Your goal:
Find the lines holding the string "composed" in the data, then copy all of them.

### Dataset

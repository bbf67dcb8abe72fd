//! One LDAP connection: decode a PDU, dispatch it, write the responses.
//!
//! The socket is split into a framed reader and a framed writer.  The writer
//! sits behind an `Arc<tokio::sync::Mutex>` shared by the session (terminal
//! responses) and the [`TcpClientConnection`] handed to the dispatcher
//! (streamed search entries).  Requests are handled strictly one after the
//! other, so messages for one operation are never interleaved with another's.
//!
//! The session ends when the client unbinds, closes the socket, or sends
//! bytes that do not decode.

use std::net::SocketAddr;
use std::sync::Arc;

use async_trait::async_trait;
use futures_util::{SinkExt, StreamExt};
use interceptor_core::protocol::messages::LdapMessage;
use ldap3_proto::LdapCodec;
use tokio::net::tcp::OwnedWriteHalf;
use tokio::net::TcpStream;
use tokio::sync::Mutex;
use tokio_util::codec::{FramedRead, FramedWrite};
use tracing::{debug, error, info, info_span, warn, Instrument};
use uuid::Uuid;

use crate::application::connection_factory::ConnectionFactory;
use crate::application::dispatcher::{ClientConnection, DispatchError, SendError};
use crate::infrastructure::network::codec::{self, Inbound};
use crate::infrastructure::network::TransportError;

type LdapWriter = FramedWrite<OwnedWriteHalf, LdapCodec>;

// ── Client connection ─────────────────────────────────────────────────────────

/// Socket-backed [`ClientConnection`].
#[derive(Clone)]
pub struct TcpClientConnection {
    writer: Arc<Mutex<LdapWriter>>,
}

impl TcpClientConnection {
    fn new(writer: Arc<Mutex<LdapWriter>>) -> Self {
        Self { writer }
    }

    async fn write(&self, message: LdapMessage) -> Result<(), std::io::Error> {
        let mut writer = self.writer.lock().await;
        writer.send(codec::encode_response(message)).await
    }
}

#[async_trait]
impl ClientConnection for TcpClientConnection {
    async fn send_intermediate(&self, message: LdapMessage) -> Result<(), SendError> {
        self.write(message).await.map_err(SendError::from)
    }
}

// ── Session ───────────────────────────────────────────────────────────────────

/// Entry point for each per-connection task spawned by the listener.
///
/// Wraps [`run_session`] in a `connection` span and logs how it ended.
pub async fn handle_connection(stream: TcpStream, peer: SocketAddr, factory: ConnectionFactory) {
    let id = Uuid::new_v4();
    let span = info_span!("connection", %id, %peer);

    async move {
        info!("connection accepted");
        match run_session(stream, factory).await {
            Ok(()) => info!("connection closed"),
            Err(e) => warn!("connection closed with error: {e}"),
        }
    }
    .instrument(span)
    .await
}

/// Reads and answers requests until the client goes away.
///
/// # Errors
///
/// [`TransportError::Decode`] for an undecodable PDU and
/// [`TransportError::Write`] when a terminal response cannot be written.
pub async fn run_session(stream: TcpStream, factory: ConnectionFactory) -> Result<(), TransportError> {
    let (read_half, write_half) = stream.into_split();
    let mut reader = FramedRead::new(read_half, LdapCodec::default());
    let writer = Arc::new(Mutex::new(FramedWrite::new(write_half, LdapCodec::default())));

    let connection = TcpClientConnection::new(Arc::clone(&writer));
    let mut dispatcher = factory.new_dispatcher(connection.clone());

    while let Some(frame) = reader.next().await {
        let pdu = frame.map_err(TransportError::Decode)?;

        match codec::decode_request(pdu) {
            Inbound::Request(request) => {
                let response = match dispatcher.dispatch(request).await {
                    Ok(response) => response,
                    Err(e) => {
                        log_dispatch_failure(&e);
                        e.failure_response()
                    }
                };
                debug!(
                    message_id = response.message_id,
                    code = ?response.result_code(),
                    "sending terminal response"
                );
                connection.write(response).await.map_err(TransportError::Write)?;
            }
            Inbound::Unbind => {
                debug!("client unbound");
                break;
            }
            Inbound::Abandon(target) => {
                debug!(target, "abandon ignored: nothing in flight");
            }
            Inbound::Unexpected(message_id) => {
                warn!(message_id, "ignoring PDU that is not a request");
            }
        }
    }

    Ok(())
}

fn log_dispatch_failure(err: &DispatchError) {
    match err {
        DispatchError::UnsupportedFilter { .. } => warn!("{err}"),
        DispatchError::Backend { .. } => error!("{err}"),
    }
}
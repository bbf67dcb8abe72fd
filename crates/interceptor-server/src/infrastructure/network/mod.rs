//! LDAP transport.
//!
//! - [`codec`] maps `ldap3_proto` PDUs to and from the core request/response
//!   model.  It is the only module that names `ldap3_proto` types.
//! - [`session`] runs one connection: decode, dispatch, encode.
//! - [`listener`] accepts connections until shutdown.

pub mod codec;
pub mod listener;
pub mod session;

use thiserror::Error;

/// Errors that end a session.
#[derive(Debug, Error)]
pub enum TransportError {
    /// The client sent bytes that are not a valid LDAPMessage.  The stream
    /// cannot be resynchronised after this.
    #[error("failed to decode LDAP message: {0}")]
    Decode(#[source] std::io::Error),

    /// A response could not be written to the socket.
    #[error("failed to write LDAP response: {0}")]
    Write(#[source] std::io::Error),
}
//! OperationDispatcher: answers one connection's LDAP operations.
//!
//! Each accepted connection owns exactly one dispatcher.  Requests arrive one
//! at a time from the session loop; for each, the dispatcher picks the result
//! code, composes the response and hands it back.  Only bind and search touch
//! the credential backend; every other operation is acknowledged with
//! `success` and nothing else happens.
//!
//! # Search streaming
//!
//! Search is the only operation with more than one response.  Entries (and
//! continuation references, of which the in-memory backend has none) are
//! pushed to the client through [`ClientConnection::send_intermediate`] as
//! they are composed; the terminal `SearchResultDone` is the return value of
//! [`OperationDispatcher::dispatch`] and is written by the caller.  A failed
//! intermediate send is logged and the stream carries on.
//!
//! # Architecture
//!
//! The dispatcher depends only on the [`CredentialBackend`] and
//! [`ClientConnection`] traits.  The TCP session supplies a socket-backed
//! connection; tests supply recording doubles.

use std::sync::Arc;

use async_trait::async_trait;
use interceptor_core::backend::{BackendError, CredentialBackend};
use interceptor_core::protocol::composer;
use interceptor_core::protocol::messages::{
    AddRequest, BindCredentials, BindRequest, CompareRequest, DeleteRequest, ExtendedRequest,
    LdapMessage, LdapRequest, LdapResult, MessageId, ModifyDnRequest, ModifyRequest, Operation,
    OperationKind, SearchRequest,
};
use interceptor_core::protocol::result_code::ResultCode;
use thiserror::Error;
use tracing::{debug, error, info, warn};

use crate::domain::config::ResponseMessages;

/// Diagnostic text for a bind the backend could not evaluate.
const BACKEND_FAILURE_MESSAGE: &str = "credential backend failed";

// ── Errors ────────────────────────────────────────────────────────────────────

/// Failure to push an intermediate message to the client.
#[derive(Debug, Error)]
pub enum SendError {
    #[error("connection closed")]
    Closed,

    #[error("write failed: {0}")]
    Io(#[from] std::io::Error),
}

/// An operation the dispatcher could not answer normally.
///
/// The session turns this into the terminal response for the operation via
/// [`DispatchError::failure_response`], so the client still gets exactly one
/// terminal message and the connection stays open.
#[derive(Debug, Error)]
pub enum DispatchError {
    /// The search filter has no assertion value to search on (presence,
    /// substring, and/or/not, extensible).
    #[error("search filter of message {message_id} carries no assertion value")]
    UnsupportedFilter { message_id: MessageId },

    /// The credential backend failed while answering a search.
    #[error("credential backend failed during search (message {message_id}): {source}")]
    Backend {
        message_id: MessageId,
        #[source]
        source: BackendError,
    },
}

impl DispatchError {
    pub fn message_id(&self) -> MessageId {
        match self {
            DispatchError::UnsupportedFilter { message_id }
            | DispatchError::Backend { message_id, .. } => *message_id,
        }
    }

    /// The kind of operation that failed.
    pub fn kind(&self) -> OperationKind {
        OperationKind::Search
    }

    pub fn result_code(&self) -> ResultCode {
        match self {
            DispatchError::UnsupportedFilter { .. } => ResultCode::UnwillingToPerform,
            DispatchError::Backend { .. } => ResultCode::Other,
        }
    }

    /// The terminal response that reports this failure to the client.
    pub fn failure_response(&self) -> LdapMessage {
        let result = composer::simple_result(self.result_code(), &self.to_string());
        LdapMessage::new(self.message_id(), composer::terminal_response(self.kind(), result))
    }
}

// ── Connection capability ─────────────────────────────────────────────────────

/// The one thing the dispatcher needs from the transport: a way to emit a
/// message before the terminal response.
#[async_trait]
pub trait ClientConnection: Send + Sync {
    async fn send_intermediate(&self, message: LdapMessage) -> Result<(), SendError>;
}

// ── Per-connection slots ──────────────────────────────────────────────────────

/// The most recently composed response of each type on one connection.
///
/// Every slot is overwritten each time its operation is handled; no slot
/// value ever influences a later request.
#[derive(Debug, Clone, Default, PartialEq)]
pub struct ResponseSlots {
    add: Option<LdapMessage>,
    bind: Option<LdapMessage>,
    compare: Option<LdapMessage>,
    delete: Option<LdapMessage>,
    extended: Option<LdapMessage>,
    modify: Option<LdapMessage>,
    modify_dn: Option<LdapMessage>,
    search_entries: Vec<LdapMessage>,
    search_references: Vec<LdapMessage>,
    search_done: Option<LdapMessage>,
}

impl ResponseSlots {
    pub fn add(&self) -> Option<&LdapMessage> {
        self.add.as_ref()
    }

    pub fn bind(&self) -> Option<&LdapMessage> {
        self.bind.as_ref()
    }

    pub fn compare(&self) -> Option<&LdapMessage> {
        self.compare.as_ref()
    }

    pub fn delete(&self) -> Option<&LdapMessage> {
        self.delete.as_ref()
    }

    pub fn extended(&self) -> Option<&LdapMessage> {
        self.extended.as_ref()
    }

    pub fn modify(&self) -> Option<&LdapMessage> {
        self.modify.as_ref()
    }

    pub fn modify_dn(&self) -> Option<&LdapMessage> {
        self.modify_dn.as_ref()
    }

    /// Entries streamed by the latest search.
    pub fn search_entries(&self) -> &[LdapMessage] {
        &self.search_entries
    }

    /// References streamed by the latest search.
    pub fn search_references(&self) -> &[LdapMessage] {
        &self.search_references
    }

    pub fn search_done(&self) -> Option<&LdapMessage> {
        self.search_done.as_ref()
    }

    /// `true` when no operation has been handled yet.
    pub fn is_empty(&self) -> bool {
        *self == Self::default()
    }
}

// ── Dispatcher ────────────────────────────────────────────────────────────────

/// Per-connection request handler.
pub struct OperationDispatcher<C> {
    backend: Arc<dyn CredentialBackend>,
    connection: C,
    messages: Arc<ResponseMessages>,
    slots: ResponseSlots,
}

impl<C: ClientConnection> OperationDispatcher<C> {
    /// Creates a dispatcher with empty slots.  Prefer
    /// [`ConnectionFactory::new_dispatcher`](super::ConnectionFactory::new_dispatcher).
    pub fn new(
        backend: Arc<dyn CredentialBackend>,
        connection: C,
        messages: Arc<ResponseMessages>,
    ) -> Self {
        Self {
            backend,
            connection,
            messages,
            slots: ResponseSlots::default(),
        }
    }

    pub fn slots(&self) -> &ResponseSlots {
        &self.slots
    }

    /// Answers one request and returns its terminal response.
    ///
    /// For a search, the entries have already been streamed through the
    /// connection when this returns.
    ///
    /// # Errors
    ///
    /// [`DispatchError::UnsupportedFilter`] or [`DispatchError::Backend`] for
    /// a search that cannot be answered.  All other operations always succeed.
    pub async fn dispatch(&mut self, request: LdapRequest) -> Result<LdapMessage, DispatchError> {
        let LdapRequest {
            message_id,
            operation,
            controls,
        } = request;
        debug!(
            message_id,
            kind = %operation.kind(),
            controls = controls.len(),
            "dispatching request"
        );

        let response = match operation {
            Operation::Add(req) => self.process_add(message_id, &req),
            Operation::Bind(req) => self.process_bind(message_id, &req).await,
            Operation::Compare(req) => self.process_compare(message_id, &req),
            Operation::Delete(req) => self.process_delete(message_id, &req),
            Operation::Extended(req) => self.process_extended(message_id, &req),
            Operation::Modify(req) => self.process_modify(message_id, &req),
            Operation::ModifyDn(req) => self.process_modify_dn(message_id, &req),
            Operation::Search(req) => self.process_search(message_id, &req).await?,
        };

        debug!(message_id, code = ?response.result_code(), "composed terminal response");
        Ok(response)
    }

    // ── Bind ──────────────────────────────────────────────────────────────────

    async fn process_bind(&mut self, message_id: MessageId, request: &BindRequest) -> LdapMessage {
        let code = match &request.credentials {
            BindCredentials::Sasl => {
                info!(message_id, dn = %request.dn, "SASL bind refused");
                ResultCode::AuthMethodNotSupported
            }
            BindCredentials::Simple(password) => {
                match self.backend.validate(&request.dn, password).await {
                    Ok(true) => {
                        info!(message_id, dn = %request.dn, "bind accepted");
                        ResultCode::Success
                    }
                    Ok(false) => {
                        info!(message_id, dn = %request.dn, "bind rejected: invalid credentials");
                        ResultCode::InvalidCredentials
                    }
                    Err(e) => {
                        error!(message_id, dn = %request.dn, "credential backend failed during bind: {e}");
                        ResultCode::Other
                    }
                }
            }
        };

        let diagnostic = if code == ResultCode::Other {
            BACKEND_FAILURE_MESSAGE
        } else {
            self.messages.bind.as_str()
        };
        let result = composer::simple_result(code, diagnostic);
        let message = LdapMessage::new(message_id, composer::bind_response(result, None));
        self.slots.bind = Some(message.clone());
        message
    }

    // ── Search ────────────────────────────────────────────────────────────────

    async fn process_search(
        &mut self,
        message_id: MessageId,
        request: &SearchRequest,
    ) -> Result<LdapMessage, DispatchError> {
        self.slots.search_entries.clear();
        self.slots.search_references.clear();
        self.slots.search_done = None;

        match self.stream_search(message_id, request).await {
            Ok(done) => {
                self.slots.search_done = Some(done.clone());
                Ok(done)
            }
            Err(e) => {
                self.slots.search_done = Some(e.failure_response());
                Err(e)
            }
        }
    }

    /// Streams the entries and references of one search and composes its
    /// done response.  Slots must already be cleared.
    async fn stream_search(
        &mut self,
        message_id: MessageId,
        request: &SearchRequest,
    ) -> Result<LdapMessage, DispatchError> {
        let token = request
            .filter
            .assertion_value()
            .ok_or(DispatchError::UnsupportedFilter { message_id })?;

        // Entries are named by the matching record, not by this DN.
        let requested_dn = format!("cn={token},{}", request.base_dn);
        debug!(
            message_id,
            token,
            requested_dn = %requested_dn,
            attributes = ?request.attributes,
            "searching credential backend"
        );

        let matches = self
            .backend
            .search(token)
            .await
            .map_err(|source| DispatchError::Backend { message_id, source })?;

        for entry in &matches {
            let message = LdapMessage::new(message_id, composer::search_result_entry(entry));
            self.slots.search_entries.push(message.clone());
            self.send_intermediate(message).await;
        }

        for uris in CONTINUATION_REFERENCES {
            let uris = uris.iter().map(|uri| uri.to_string()).collect();
            let message = LdapMessage::new(message_id, composer::search_result_reference(uris));
            self.slots.search_references.push(message.clone());
            self.send_intermediate(message).await;
        }

        info!(message_id, token, entries = matches.len(), "search answered");

        let result = composer::simple_result(ResultCode::Success, &self.messages.search);
        Ok(LdapMessage::new(message_id, composer::search_result_done(result)))
    }

    async fn send_intermediate(&self, message: LdapMessage) {
        let message_id = message.message_id;
        if let Err(e) = self.connection.send_intermediate(message).await {
            warn!(message_id, "failed to stream search result: {e}");
        }
    }

    // ── Operations answered with a fixed success ──────────────────────────────

    fn process_add(&mut self, message_id: MessageId, request: &AddRequest) -> LdapMessage {
        debug!(message_id, dn = %request.dn, "acknowledging add");
        let message = LdapMessage::new(message_id, composer::add_response(success()));
        self.slots.add = Some(message.clone());
        message
    }

    fn process_compare(&mut self, message_id: MessageId, request: &CompareRequest) -> LdapMessage {
        debug!(message_id, dn = %request.dn, attribute = %request.attribute, "acknowledging compare");
        let message = LdapMessage::new(message_id, composer::compare_response(success()));
        self.slots.compare = Some(message.clone());
        message
    }

    fn process_delete(&mut self, message_id: MessageId, request: &DeleteRequest) -> LdapMessage {
        debug!(message_id, dn = %request.dn, "acknowledging delete");
        let message = LdapMessage::new(message_id, composer::delete_response(success()));
        self.slots.delete = Some(message.clone());
        message
    }

    fn process_extended(&mut self, message_id: MessageId, request: &ExtendedRequest) -> LdapMessage {
        debug!(message_id, name = %request.name, "acknowledging extended operation");
        let message = LdapMessage::new(message_id, composer::extended_response(success(), None, None));
        self.slots.extended = Some(message.clone());
        message
    }

    fn process_modify(&mut self, message_id: MessageId, request: &ModifyRequest) -> LdapMessage {
        debug!(message_id, dn = %request.dn, "acknowledging modify");
        let message = LdapMessage::new(message_id, composer::modify_response(success()));
        self.slots.modify = Some(message.clone());
        message
    }

    fn process_modify_dn(&mut self, message_id: MessageId, request: &ModifyDnRequest) -> LdapMessage {
        debug!(
            message_id,
            dn = %request.dn,
            new_rdn = %request.new_rdn,
            delete_old_rdn = request.delete_old_rdn,
            new_superior = ?request.new_superior,
            "acknowledging modify-dn"
        );
        let message = LdapMessage::new(message_id, composer::modify_dn_response(success()));
        self.slots.modify_dn = Some(message.clone());
        message
    }
}

fn success() -> LdapResult {
    composer::simple_result(ResultCode::Success, "")
}

/// Referral URI sets sent after a search's entries.  Credential records carry
/// no referrals, so this is always empty.
const CONTINUATION_REFERENCES: &[&[&str]] = &[];

// ── Tests ─────────────────────────────────────────────────────────────────────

######

Task output:
//! they are composed; the terminal `SearchResultDone` is the return value of
/// The most recently composed response of each type on one connection.
        debug!(message_id, code = ?response.result_code(), "composed terminal response");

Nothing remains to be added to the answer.